Nanuka Andrade escreve muito bem. Ele consegue facilmente transportar o leitor até a antiga Curitiba, situando-o com tranqüilidade. Os cenários são descritos apenas com os detalhes que importam, sem cansar. A narrativa de Nanuka atinge o ponto certo; ele não descreve demais, é ágil e consegue dar um bom ritmo entre os diálogos e as cenas de ação. Enquanto mostra uma escrita charmosa e que cativa desde a primeira parte, o livro ganha mais ação na segunda metade, tornando-se ainda mais dinâmico. Os personagens principais são cativantes. O tímido e apático Camundo dá o tom infantil e inocente que a trama precisa. Malini, a minha personagem favorita, é esperta e rápida, sem deixar ninguém enganá-la e sempre alertando os outros quando necessário.
“Camundo”, no entanto, falha em alguns pontos. Há alguns erros de digitação no livro e muitos erros de pontuação, que incomodam algumas vezes e são o problema principal da obra, e que já foram apontados em outras resenhas. Há também um excesso de personagens masculinos apresentados logo no início, alguns desnecessários, que atrapalham e confundem o leitor, já que não são muito bem construídos. O livro, na verdade, ganharia se fosse mais curto – principalmente se tratando de um infanto-juvenil – e tivesse menos idas e vindas de cenários, como acontece o tempo todo no casarão. Ainda assim, são erros comuns em estréias de escritores brasileiros e em nenhum momento atrapalham de fato a leitura ou deixam “Camundo” um livro não menos que prazeroso.
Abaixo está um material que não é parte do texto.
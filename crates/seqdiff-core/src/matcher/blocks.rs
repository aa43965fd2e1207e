//! Assembly of the full matching-block list.

use super::bucket_index::BucketIndex;
use super::longest_match::find_longest_match;
use super::Match;
use std::hash::Hash;

/// Align `a` against `b` by repeatedly taking the longest match of a range
/// and queueing the unmatched ranges on either side of it.
///
/// The result is sorted by position, has adjacent blocks merged and always
/// ends with the `(a.len(), b.len(), 0)` sentinel.
pub fn assemble<T: Eq + Hash + Clone>(a: &[T], b: &[T], index: &BucketIndex<T>) -> Vec<Match> {
    let (la, lb) = (a.len(), b.len());

    let mut worklist = vec![(0, la, 0, lb)];
    let mut found: Vec<Match> = Vec::new();
    while let Some((a_lo, a_hi, b_lo, b_hi)) = worklist.pop() {
        let m = find_longest_match(a, b, index, a_lo, a_hi, b_lo, b_hi);
        if m.size == 0 {
            continue;
        }
        if a_lo < m.a && b_lo < m.b {
            worklist.push((a_lo, m.a, b_lo, m.b));
        }
        if m.a_end() < a_hi && m.b_end() < b_hi {
            worklist.push((m.a_end(), a_hi, m.b_end(), b_hi));
        }
        found.push(m);
    }
    found.sort_unstable();

    let mut blocks: Vec<Match> = Vec::with_capacity(found.len() + 1);
    for m in found {
        match blocks.last_mut() {
            Some(prev) if prev.a_end() == m.a && prev.b_end() == m.b => prev.size += m.size,
            _ => blocks.push(m),
        }
    }
    blocks.push(Match::new(la, lb, 0));

    tracing::trace!(a_len = la, b_len = lb, blocks = blocks.len() - 1, "matching blocks assembled");
    blocks
}

#[cfg(test)]
mod tests {
    use super::*;

    fn blocks_of(a: &str, b: &str) -> Vec<Match> {
        let a: Vec<char> = a.chars().collect();
        let b: Vec<char> = b.chars().collect();
        let index = BucketIndex::build(&b, None, true);
        assemble(&a, &b, &index)
    }

    #[test]
    fn test_blocks_with_gap() {
        assert_eq!(
            blocks_of("abxcd", "abcd"),
            vec![Match::new(0, 0, 2), Match::new(3, 2, 2), Match::new(5, 4, 0)]
        );
    }

    #[test]
    fn test_adjacent_blocks_are_merged() {
        // The junk space is only absorbed at the edge of "x", so "y" is found
        // by a second search and merged onto the first run.
        let a: Vec<char> = "x y".chars().collect();
        let b = a.clone();
        let isjunk: crate::matcher::JunkFn<char> = std::sync::Arc::new(|c: &char| *c == ' ');
        let index = BucketIndex::build(&b, Some(&isjunk), true);
        assert_eq!(
            assemble(&a, &b, &index),
            vec![Match::new(0, 0, 3), Match::new(3, 3, 0)]
        );
    }

    #[test]
    fn test_empty_inputs_give_only_sentinel() {
        assert_eq!(blocks_of("", ""), vec![Match::new(0, 0, 0)]);
        assert_eq!(blocks_of("abc", ""), vec![Match::new(3, 0, 0)]);
    }

    #[test]
    fn test_disjoint_inputs_give_only_sentinel() {
        assert_eq!(blocks_of("abc", "xyz"), vec![Match::new(3, 3, 0)]);
    }
}
//! Close-match command
//!
//! Usage: seqdiff close <WORD> <CANDIDATE>... [-n <N>] [--cutoff <C>]

use clap::Args;
use seqdiff_core::close_matches::{get_close_matches, DEFAULT_CUTOFF, DEFAULT_N};

#[derive(Debug, Args)]
pub struct CloseArgs {
    /// Word to match
    pub word: String,

    /// Candidate words
    #[arg(required = true)]
    pub candidates: Vec<String>,

    /// Maximum number of matches
    #[arg(short = 'n', long, default_value_t = DEFAULT_N)]
    pub n: usize,

    /// Minimum similarity in [0.0, 1.0]
    #[arg(short, long, default_value_t = DEFAULT_CUTOFF)]
    pub cutoff: f64,
}

/// Execute close command
pub fn execute(args: CloseArgs) -> Result<(), Box<dyn std::error::Error>> {
    for word in get_close_matches(&args.word, &args.candidates, args.n, args.cutoff)? {
        println!("{}", word);
    }
    Ok(())
}
//! Shared sequence handles.
//!
//! A [`Sequence`] is an immutable snapshot of elements behind an `Arc`.
//! Cloning a handle is cheap and keeps its identity; building a new one from
//! data always yields a fresh identity, even when the contents are equal.
//! [`Matcher`](crate::matcher::Matcher) relies on this to decide whether a
//! reassignment must drop its memoized alignment.

use std::fmt;
use std::ops::Deref;
use std::sync::Arc;

/// Immutable, cheaply cloned sequence of elements with handle identity.
pub struct Sequence<T> {
    items: Arc<[T]>,
}

impl<T> Sequence<T> {
    /// Wrap a vector as a new sequence handle.
    pub fn new(items: Vec<T>) -> Self {
        Self {
            items: items.into(),
        }
    }

    /// Borrow the elements.
    pub fn as_slice(&self) -> &[T] {
        &self.items
    }

    /// True when both handles were cloned from the same assignment.
    ///
    /// This is identity, not value equality: two sequences built separately
    /// from equal data are not the same handle.
    pub fn is_same(&self, other: &Self) -> bool {
        Arc::ptr_eq(&self.items, &other.items)
    }
}

impl<T> Clone for Sequence<T> {
    fn clone(&self) -> Self {
        Self {
            items: Arc::clone(&self.items),
        }
    }
}

impl<T> Default for Sequence<T> {
    fn default() -> Self {
        Self::new(Vec::new())
    }
}

impl<T> Deref for Sequence<T> {
    type Target = [T];

    fn deref(&self) -> &[T] {
        &self.items
    }
}

impl<T: fmt::Debug> fmt::Debug for Sequence<T> {
    fn fmt(&self, f: &mut fmt::Formatter<'_>) -> fmt::Result {
        f.debug_list().entries(self.items.iter()).finish()
    }
}

impl<T: PartialEq> PartialEq for Sequence<T> {
    fn eq(&self, other: &Self) -> bool {
        self.items == other.items
    }
}

impl<T: Eq> Eq for Sequence<T> {}

impl<T> From<Vec<T>> for Sequence<T> {
    fn from(items: Vec<T>) -> Self {
        Self::new(items)
    }
}

impl<T: Clone> From<&[T]> for Sequence<T> {
    fn from(items: &[T]) -> Self {
        Self::new(items.to_vec())
    }
}

/// Character-level view of a string, one element per `char`.
impl From<&str> for Sequence<char> {
    fn from(text: &str) -> Self {
        text.chars().collect()
    }
}

impl<T> FromIterator<T> for Sequence<T> {
    fn from_iter<I: IntoIterator<Item = T>>(iter: I) -> Self {
        Self::new(iter.into_iter().collect())
    }
}

#[cfg(test)]
mod tests {
    use super::*;

    #[test]
    fn test_clone_keeps_identity() {
        let seq = Sequence::new(vec![1, 2, 3]);
        let alias = seq.clone();
        assert!(seq.is_same(&alias));
    }

    #[test]
    fn test_equal_values_are_distinct_handles() {
        let first = Sequence::new(vec!["x", "y"]);
        let second = Sequence::new(vec!["x", "y"]);
        assert_eq!(first, second);
        assert!(!first.is_same(&second));
    }

    #[test]
    fn test_empty_sequences_are_distinct_handles() {
        let first: Sequence<u8> = Sequence::default();
        let second: Sequence<u8> = Sequence::default();
        assert!(!first.is_same(&second));
    }

    #[test]
    fn test_str_becomes_char_sequence() {
        let seq = Sequence::from("héllo");
        assert_eq!(seq.len(), 5);
        assert_eq!(seq[1], 'é');
    }
}
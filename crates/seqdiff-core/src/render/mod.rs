//! Patch-style renderers.
//!
//! Both renderers align the inputs line by line, group the opcodes into
//! hunks with [`DiffOptions::n`] lines of context, and emit nothing at all
//! when the inputs are equal. Input lines are copied verbatim, so lines are
//! expected to carry their own terminator; header and range lines end with
//! [`DiffOptions::lineterm`].

pub mod context;
pub mod unified;

pub use context::{context_diff, format_range_context};
pub use unified::{format_range_unified, unified_diff};

use crate::matcher::{Matcher, Opcode, DEFAULT_CONTEXT};

/// Header and layout settings shared by the renderers.
#[derive(Debug, Clone, PartialEq, Eq)]
pub struct DiffOptions {
    pub fromfile: String,
    pub tofile: String,
    pub fromfiledate: String,
    pub tofiledate: String,
    /// Lines of context around each change.
    pub n: usize,
    pub lineterm: String,
}

impl Default for DiffOptions {
    fn default() -> Self {
        Self {
            fromfile: String::new(),
            tofile: String::new(),
            fromfiledate: String::new(),
            tofiledate: String::new(),
            n: DEFAULT_CONTEXT,
            lineterm: "\n".to_string(),
        }
    }
}

impl DiffOptions {
    pub fn with_files(mut self, fromfile: impl Into<String>, tofile: impl Into<String>) -> Self {
        self.fromfile = fromfile.into();
        self.tofile = tofile.into();
        self
    }

    pub fn with_dates(
        mut self,
        fromfiledate: impl Into<String>,
        tofiledate: impl Into<String>,
    ) -> Self {
        self.fromfiledate = fromfiledate.into();
        self.tofiledate = tofiledate.into();
        self
    }

    pub fn with_context(mut self, n: usize) -> Self {
        self.n = n;
        self
    }

    pub fn with_lineterm(mut self, lineterm: impl Into<String>) -> Self {
        self.lineterm = lineterm.into();
        self
    }

    /// `name` followed by a tab and `date` when a date is set.
    fn header(name: &str, date: &str) -> String {
        if date.is_empty() {
            name.to_string()
        } else {
            format!("{}\t{}", name, date)
        }
    }

    pub(crate) fn from_header(&self) -> String {
        Self::header(&self.fromfile, &self.fromfiledate)
    }

    pub(crate) fn to_header(&self) -> String {
        Self::header(&self.tofile, &self.tofiledate)
    }
}

/// Line-level hunks of `a` against `b`.
pub(crate) fn hunks(a: &[&str], b: &[&str], n: usize) -> Vec<Vec<Opcode>> {
    Matcher::new(a, b).grouped_opcodes(n)
}

/// The a-range and b-range spanned by a non-empty hunk.
pub(crate) fn hunk_span(group: &[Opcode]) -> ((usize, usize), (usize, usize)) {
    match (group.first(), group.last()) {
        (Some(first), Some(last)) => (
            (first.a_start, last.a_end),
            (first.b_start, last.b_end),
        ),
        _ => ((0, 0), (0, 0)),
    }
}
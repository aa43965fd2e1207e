//! Context diff format.

use super::{hunk_span, hunks, DiffOptions};
use crate::matcher::{Opcode, Tag};
use crate::{log_op_end, log_op_start};
use std::time::Instant;

/// Range of a context hunk header: inclusive `start,end` (1-based), or a
/// single number when the range has at most one line.
pub fn format_range_context(start: usize, stop: usize) -> String {
    let mut beginning = start + 1;
    let length = stop - start;
    if length == 0 {
        beginning -= 1;
    }
    if length <= 1 {
        return beginning.to_string();
    }
    format!("{},{}", beginning, beginning + length - 1)
}

fn prefix(tag: Tag) -> &'static str {
    match tag {
        Tag::Insert => "+ ",
        Tag::Delete => "- ",
        Tag::Replace => "! ",
        Tag::Equal => "  ",
    }
}

/// Render the differences between `a` and `b` as a context diff.
pub fn context_diff<S: AsRef<str>>(a: &[S], b: &[S], options: &DiffOptions) -> Vec<String> {
    log_op_start!("context_diff", a_len = a.len(), b_len = b.len(), n = options.n);
    let start = Instant::now();

    let a: Vec<&str> = a.iter().map(AsRef::as_ref).collect();
    let b: Vec<&str> = b.iter().map(AsRef::as_ref).collect();
    let lineterm = &options.lineterm;

    let mut lines = Vec::new();
    let groups = hunks(&a, &b, options.n);
    for (idx, group) in groups.iter().enumerate() {
        if idx == 0 {
            lines.push(format!("*** {}{}", options.from_header(), lineterm));
            lines.push(format!("--- {}{}", options.to_header(), lineterm));
        }
        let ((a1, a2), (b1, b2)) = hunk_span(group);
        lines.push(format!("***************{}", lineterm));

        lines.push(format!("*** {} ****{}", format_range_context(a1, a2), lineterm));
        if has_any(group, &[Tag::Replace, Tag::Delete]) {
            for code in group.iter().filter(|c| c.tag != Tag::Insert) {
                let mark = prefix(code.tag);
                lines.extend(a[code.a_range()].iter().map(|line| format!("{}{}", mark, line)));
            }
        }

        lines.push(format!("--- {} ----{}", format_range_context(b1, b2), lineterm));
        if has_any(group, &[Tag::Replace, Tag::Insert]) {
            for code in group.iter().filter(|c| c.tag != Tag::Delete) {
                let mark = prefix(code.tag);
                lines.extend(b[code.b_range()].iter().map(|line| format!("{}{}", mark, line)));
            }
        }
    }

    log_op_end!(
        "context_diff",
        duration_ms = start.elapsed().as_millis() as u64,
        hunks = groups.len(),
        lines = lines.len()
    );
    lines
}

fn has_any(group: &[Opcode], tags: &[Tag]) -> bool {
    group.iter().any(|code| tags.contains(&code.tag))
}

#[cfg(test)]
mod tests {
    use super::*;

    #[test]
    fn test_format_range_context() {
        assert_eq!(format_range_context(3, 4), "4");
        assert_eq!(format_range_context(3, 6), "4,6");
        assert_eq!(format_range_context(3, 3), "3");
        assert_eq!(format_range_context(0, 0), "0");
    }

    #[test]
    fn test_pure_insert_hunk_has_no_a_lines() {
        let a = ["x\n"];
        let b = ["x\n", "y\n"];
        assert_eq!(
            context_diff(&a, &b, &DiffOptions::default()),
            vec![
                "*** \n",
                "--- \n",
                "***************\n",
                "*** 1 ****\n",
                "--- 1,2 ----\n",
                "  x\n",
                "+ y\n",
            ]
        );
    }
}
O segundo volume de “Camundo”, intitulado “O Signo Oculto”, chega às livrarias em 2012, com previsão para agosto, na Bienal de São Paulo. Será o segundo livro da trilogia (e também já ganhou uma capa maravilhosa). “Camundo”, desta forma, torna-se uma excelente série brasileira ambientada em uma época interessante – um dos seus pontos fortes – e que, pelo o que se diz sobre a trama do segundo livro, tende a melhorar ainda mais. Tudo leva a crer que em “O Signo Oculto” Camundo precisará enfrentar mistérios que ultrapassam a tecnologia e o tempo, tornando a trama ainda mais interessante e intrigante que neste primeiro volume. Agora é esperar até agosto e tentar desta vez sair com a minha própria caricatura.